* SUPPLIED DATA *
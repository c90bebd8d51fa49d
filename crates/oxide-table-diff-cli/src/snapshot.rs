//! Loading table snapshots from JSON files.

use std::fs;
use std::path::Path;

use anyhow::{Context, Result};
use oxide_table_diff::Table;
use tracing::{debug, warn};

/// Reads, validates and verifies the snapshot stored at `path`.
pub fn load_table(path: &Path) -> Result<Table> {
    let raw = fs::read_to_string(path)
        .with_context(|| format!("Failed to read snapshot {}", path.display()))?;
    parse_table(&raw).with_context(|| format!("Invalid snapshot {}", path.display()))
}

/// Parses a snapshot and recomputes its supported flag.
pub fn parse_table(raw: &str) -> Result<Table> {
    let mut table: Table = serde_json::from_str(raw).context("Malformed table JSON")?;
    table.validate()?;

    if !table.detect_unsupported() {
        return Ok(table);
    }
    if table.create_statement.is_empty() {
        warn!(table = %table.name, "No CREATE TABLE statement captured; treating table as unsupported");
    } else {
        let generated = table.generated_create_statement();
        debug!(
            table = %table.name,
            line = first_mismatch(&table.create_statement, &generated),
            "Generated CREATE TABLE differs from captured statement"
        );
    }
    Ok(table)
}

/// 1-based number of the first line where the two statements differ.
pub fn first_mismatch(captured: &str, generated: &str) -> usize {
    let mut captured_lines = captured.lines();
    let mut generated_lines = generated.lines();
    let mut line = 1;
    loop {
        match (captured_lines.next(), generated_lines.next()) {
            (Some(a), Some(b)) if a == b => line += 1,
            _ => return line,
        }
    }
}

* WHAT IS REQUIRED *
The lines to quote run from the one containing "return Ok(table);" through the final line of the material above; please give them exactly, both ends included, and nothing else.

* EXERCISE OUTPUT *
        return Ok(table);
    }
    if table.create_statement.is_empty() {
        warn!(table = %table.name, "No CREATE TABLE statement captured; treating table as unsupported");
    } else {
        let generated = table.generated_create_statement();
        debug!(
            table = %table.name,
            line = first_mismatch(&table.create_statement, &generated),
            "Generated CREATE TABLE differs from captured statement"
        );
    }
    Ok(table)
}

/// 1-based number of the first line where the two statements differ.
pub fn first_mismatch(captured: &str, generated: &str) -> usize {
    let mut captured_lines = captured.lines();
    let mut generated_lines = generated.lines();
    let mut line = 1;
    loop {
        match (captured_lines.next(), generated_lines.next()) {
            (Some(a), Some(b)) if a == b => line += 1,
            _ => return line,
        }
    }
}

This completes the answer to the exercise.